A Receita Federal esclareceu que subvenções para investimento (isenções ou redução de impostos) não devem ser tributadas em empresas que distribuem juros sobre capital próprio (JCP). O entendimento está na Solução de Consulta nº 11, da Coordenação-Geral de Tributação (Cosit), que, nessa situação, não equiparou essa forma de remuneração a acionistas aos dividendos obrigatórios – o que levaria à incidência de Imposto de Renda (IRPJ) e CSLL. Foi a primeira vez que as autoridades fiscais se manifestaram sobre esse assunto, segundo advogados.
Eles imaginavam que a Receita Federal poderia tributar os valores por equiparar juros sobre capital próprio a dividendos. O pano de fundo é uma questão contábil, que envolve a forma como esses benefícios fiscais têm que ser registrados na contabilidade das empresas. O contribuinte que fez a consulta é tributado com base no lucro real e teve direito, no período de 2014 a 2019, a “subvenção de investimento decorrente de incentivo fiscal”, em âmbito estadual, na forma de créditos presumidos de ICMS. Considerando normas tributárias e societárias, os valores do benefício foram registrados em conta chamada de “reserva especial de subvenção para investimento”.
A Lei nº 12.973, de 13 de maio de 2014, determina que as subvenções para investimentos serão tributadas caso não ocorra a restituição da reserva, ou se ela tiver destinação diversa da que está prevista na legislação – inclusive nas hipóteses de integração à base de cálculo dos dividendos obrigatórios. A dúvida da empresa surgiu porque, embora do ponto de vista da legislação do Imposto de Renda os juros sobre capital próprio sejam considerados como despesas financeiras, as normas contábeis tendem a considerá-los como natureza de dividendos, por causa da legislação societária. Nessa situação, porém, os juros sobre capital próprio não são equivalentes aos dividendos obrigatórios para fins tributários, de acordo com a Receita Federal. Por isso, a Cosit autorizou que, mesmo que a reserva especial de subvenção para investimento precise ser complementada com lucros futuros, a empresa distribua a remuneração aos acionistas sem tributá-la.

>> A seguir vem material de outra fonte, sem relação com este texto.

// Integration tests for the full pipeline: lexer + parser + evaluator.
//
// Every query is checked through both `search` and `compile` + `apply`,
// since the two entry points must agree.

use remespath::{compile, jnode, search, JNode, QueryError, RemesParser};

fn foo_doc() -> JNode {
    JNode::from_json_str(
        r#"{
            "foo": [[0, 1, 2], [3.0, 4.0, 5.0], [6.0, 7.0, 8.0]],
            "bar": {"a": false, "b": ["a`g", "bah"]},
            "baz": "z",
            "quz": {},
            "jub": [],
            "guzo": [[[1]], [[2], [3]]],
            "7": [{"foo": 2}, 1],
            "_": {"0": 0}
        }"#,
    )
    .unwrap()
}

/// Assert a query's result through both entry points.
fn check(query: &str, expected: JNode) {
    let doc = foo_doc();
    let via_search = search(query, &doc).unwrap();
    assert_eq!(via_search, expected, "search({:?})", query);
    let via_apply = compile(query).unwrap().apply(&doc).unwrap();
    assert_eq!(via_apply, expected, "apply(compile({:?}))", query);
}

// ── Seed scenarios ───────────────────────────────────────────────────────────

#[test]
fn test_constant_arithmetic() {
    check("2 - 4 * 3.5", jnode!(-12.0));
}

#[test]
fn test_vectorized_addition_of_rows() {
    check("@.foo[0] + @.foo[1]", jnode!([3.0, 5.0, 7.0]));
}

#[test]
fn test_boolean_filter_on_row() {
    check("@.foo[1][@ > 3.5]", jnode!([4.0, 5.0]));
}

#[test]
fn test_stepped_slice_of_rows() {
    check("@.foo[:3:2]", jnode!([[0, 1, 2], [6.0, 7.0, 8.0]]));
}

#[test]
fn test_recursive_regex_key_search() {
    check(r"@..g`\d`", jnode!([[{"foo": 2}, 1], 0]));
}

#[test]
fn test_sort_by_then_slice() {
    check(
        "sort_by(@.foo, 0, true)[:2]",
        jnode!([[6.0, 7.0, 8.0], [3.0, 4.0, 5.0]]),
    );
}

#[test]
fn test_object_projection() {
    check(
        "@.foo{f: @[0], b: @[1][:2]}",
        jnode!({"f": [0, 1, 2], "b": [3.0, 4.0]}),
    );
}

#[test]
fn test_range_function() {
    check("range(2, 19, 5)", jnode!([2, 7, 12, 17]));
}

// ── Invariants ───────────────────────────────────────────────────────────────

#[test]
fn test_identity_round_trip() {
    for doc in [
        foo_doc(),
        jnode!(null),
        jnode!(3.5),
        jnode!("x"),
        jnode!([]),
        jnode!({}),
        jnode!([1, [2, {"a": null}]]),
    ] {
        assert_eq!(search("@", &doc).unwrap(), doc);
    }
}

#[test]
fn test_filtering_idempotence() {
    let arr = jnode!([1, "a", [2], {"b": 3}]);
    assert_eq!(search("@[@ == @]", &arr).unwrap(), arr);
    let obj = foo_doc();
    assert_eq!(search("@[@ == @]", &obj).unwrap(), obj);
}

#[test]
fn test_compile_is_deterministic() {
    // constant queries compile to structurally equal values
    assert_eq!(compile("2 + 3 * 4").unwrap(), compile("2 + 3 * 4").unwrap());
    // late-bound queries agree on every application
    let doc = foo_doc();
    let a = compile("@.foo[:][@ > 2]").unwrap();
    let b = compile("@.foo[:][@ > 2]").unwrap();
    assert_eq!(a.apply(&doc).unwrap(), b.apply(&doc).unwrap());
}

#[test]
fn test_constant_query_is_input_independent() {
    let q = compile("3 ** 2 - 1").unwrap();
    let expected = q.as_const().cloned().expect("input-independent query");
    for doc in [jnode!(null), jnode!([1, 2]), foo_doc()] {
        assert_eq!(search("3 ** 2 - 1", &doc).unwrap(), expected);
    }
}

#[test]
fn test_search_is_pure() {
    let doc = foo_doc();
    let first = search("@.foo[:][@ > 2.5]", &doc).unwrap();
    let second = search("@.foo[:][@ > 2.5]", &doc).unwrap();
    assert_eq!(first, second);
}

#[test]
fn test_precedence_table() {
    // or < xor < and < comparison < additive < multiplicative < power
    check("true | true ^ true", jnode!(true));
    check("true ^ true & false", jnode!(true));
    check("1 == 1 & 2 == 2", jnode!(true));
    check("1 + 1 == 2", jnode!(true));
    check("2 + 3 * 4", jnode!(14));
    check("12 / 3 * 2", jnode!(8.0));
    check("2 * 3 ** 2", jnode!(18.0));
    check("2 ** 3 ** 2", jnode!(512.0));
    check("-2 ** 2", jnode!(-4.0));
}

// ── Boundary behaviors ───────────────────────────────────────────────────────

#[test]
fn test_slice_boundaries() {
    check("@.foo[0][-2:]", jnode!([1, 2]));
    check("@.foo[0][::-1]", jnode!([2, 1, 0]));
    check("@.foo[0][10:]", jnode!([]));
    check("@.foo[0][2:1]", jnode!([]));
    check("@.foo[0][-100:100]", jnode!([0, 1, 2]));
    check("@.foo[-1]", jnode!([6.0, 7.0, 8.0]));
}

#[test]
fn test_singleton_key_unwraps() {
    // a lone literal key returns the value itself, not a one-key object
    check("@.baz", jnode!("z"));
    check("@.quz", jnode!({}));
    check("@.jub", jnode!([]));
    // a regex selector keeps the object wrapper even with one match
    check("@.g`^baz$`", jnode!({"baz": "z"}));
    // a missing literal key is silently skipped
    check("@.nope", jnode!({}));
}

#[test]
fn test_recursive_search_dedups_under_aliasing() {
    let shared = jnode!({"target": 7});
    let doc = jnode!({"a": (shared.clone()), "b": (shared)});
    // the same Rc-shared subtree sits at two rooted paths: two yields,
    // each path exactly once
    assert_eq!(search("@..target", &doc).unwrap(), jnode!([7, 7]));
}

#[test]
fn test_vectorized_function_on_empty_iterables() {
    check("s_len(@.jub)", jnode!([]));
    check("abs(@.quz)", jnode!({}));
}

#[test]
fn test_mutating_sorts_never_touch_the_input() {
    let doc = foo_doc();
    let sorted_desc = search("sort_by(@.foo, 0, true)", &doc).unwrap();
    assert_eq!(
        sorted_desc,
        jnode!([[6.0, 7.0, 8.0], [3.0, 4.0, 5.0], [0, 1, 2]])
    );
    // re-running against the same document sees the original order
    assert_eq!(search("@.foo[0][0]", &doc).unwrap(), jnode!(0));
    assert_eq!(search("sort_by(@.foo, 0, true)", &doc).unwrap(), sorted_desc);
}

// ── Broader query surface ────────────────────────────────────────────────────

#[test]
fn test_regex_filter_over_strings() {
    check("@.bar.b[@ =~ g`^a`]", jnode!(["a`g"]));
}

#[test]
fn test_star_indexers() {
    check("@.foo[*][0]", jnode!([0, 3.0, 6.0]));
    check("@.bar.*", jnode!({"a": false, "b": ["a`g", "bah"]}));
}

#[test]
fn test_varname_list_over_object() {
    check("@[`baz`, `quz`]", jnode!({"baz": "z", "quz": {}}));
}

#[test]
fn test_nested_function_calls() {
    check("sum(flatten(@.guzo, 2))", jnode!(6.0));
    check("max_by(@.foo, 0)", jnode!([6.0, 7.0, 8.0]));
    check("@.`7`[0].foo", jnode!(2));
    check("s_upper(@.baz)", jnode!("Z"));
    check("in(1, @.foo[0])", jnode!(true));
    check("ifelse(len(@.jub) == 0, `empty`, `full`)", jnode!("empty"));
}

#[test]
fn test_at_rebinds_inside_indexers() {
    // inside the filter, @ is the array being filtered, not the root
    // document: the mask picks rows whose first element is at least 3
    check(
        "@.foo[@[:][0] >= 3]",
        jnode!([[3.0, 4.0, 5.0], [6.0, 7.0, 8.0]]),
    );
}

#[test]
fn test_array_projection() {
    check("@.foo{len(@), @[0][0]}", jnode!([3, 0]));
}

// ── Error kinds ──────────────────────────────────────────────────────────────

#[test]
fn test_shape_mismatch_is_vectorized_arithmetic() {
    let doc = foo_doc();
    let err = search("@.foo[0] + @.foo[0][:2]", &doc).unwrap_err();
    assert!(
        matches!(err, QueryError::Eval(remespath::EvalError::VectorizedArithmetic(_))),
        "unexpected error {:?}",
        err
    );
    // a non-bool filter mask fails the same way
    let err = search("@.foo[@[0]]", &doc).unwrap_err();
    assert!(matches!(
        err,
        QueryError::Eval(remespath::EvalError::VectorizedArithmetic(_))
    ));
    // and so does a scalar non-bool mask
    let err = search("@.foo[len(@)]", &doc).unwrap_err();
    assert!(matches!(
        err,
        QueryError::Eval(remespath::EvalError::VectorizedArithmetic(_))
    ));
}

#[test]
fn test_recursive_slicers_are_not_implemented() {
    let err = compile("@..[1]").unwrap_err();
    assert!(matches!(
        err,
        QueryError::Eval(remespath::EvalError::NotImplemented(_))
    ));
}

#[test]
fn test_mixed_bracket_list_is_a_parse_error() {
    assert!(matches!(
        compile("@[`a`, 1]").unwrap_err(),
        QueryError::Parse(_)
    ));
}

// ── Caching front-end ────────────────────────────────────────────────────────

#[test]
fn test_remes_parser_agrees_with_search() {
    let doc = foo_doc();
    let mut parser = RemesParser::new();
    for query in ["@.foo[0] + @.foo[1]", "range(2, 19, 5)", "@.foo[0] + @.foo[1]"] {
        assert_eq!(
            parser.search(query, &doc).unwrap(),
            search(query, &doc).unwrap(),
            "query {:?}",
            query
        );
    }
    assert_eq!(parser.cache().len(), 2);
}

Na Solução de Consulta nº 11, editada neste mês, a Receita afirma que “o pagamento ou crédito de juros pela pessoa jurídica a seus sócios ou acionistas, a título de remuneração do capital próprio, nos termos do artigo 9º da Lei nº 9.249, de 1995, não importa a aplicação do inciso III do parágrafo 2º do artigo 30 da Lei nº 12.973, de 2014 – que determina a tributação pelo IRPJ e pela CSLL das subvenções para investimento na hipótese de integração dessas subvenções à base de cálculo dos dividendos obrigatórios”.
O entendimento é importante porque as grandes empresas têm duas formas de remunerar acionistas: dividendos e juros sobre capital próprio, segundo Bruno Barbosa, sócio do Veirano Advogados. O advogado destaca que, no caso concreto, a reserva da empresa no momento da distribuição do JCP será insuficiente e depois será complementada. “Imaginávamos que a Receita adotaria um entendimento mais restritivo”, diz. Em geral, o assunto interessa especialmente à indústria, que é beneficiária de subvenções para investimento. “Muitas vezes já tivemos, no escritório, caso de empresa que tinha receio em distribuir juros sobre capital próprio se não tivesse lucro suficiente para reconstituir a reserva”, afirma Barbosa.
De acordo com Bruna Marrara, sócia da área tributária Machado Meyer, a dúvida do contribuinte se baseia em uma orientação da Comissão de Valores Mobiliários (CVM) de que, para fins societários os juros sobre capital próprio devem ser contabilizados como dividendos obrigatórios. “É um bom desfecho para o contribuinte”, diz. Não há, acrescenta, precedentes judiciais ou administrativos sobre o tema. Para o advogado Carlos Eduardo Marino Orsolon, sócio do Demarest, a dúvida está ligada a mudanças nas regras de contabilidade brasileiras ocorridas a partir de 2007 com a adoção das normas internacionais (IFRS). “Tem horas que o tributarista não sabe se segue a lei fiscal ou se tenta compatibilizá-la com as regras contábeis, que são diferentes”, afirma o especialista.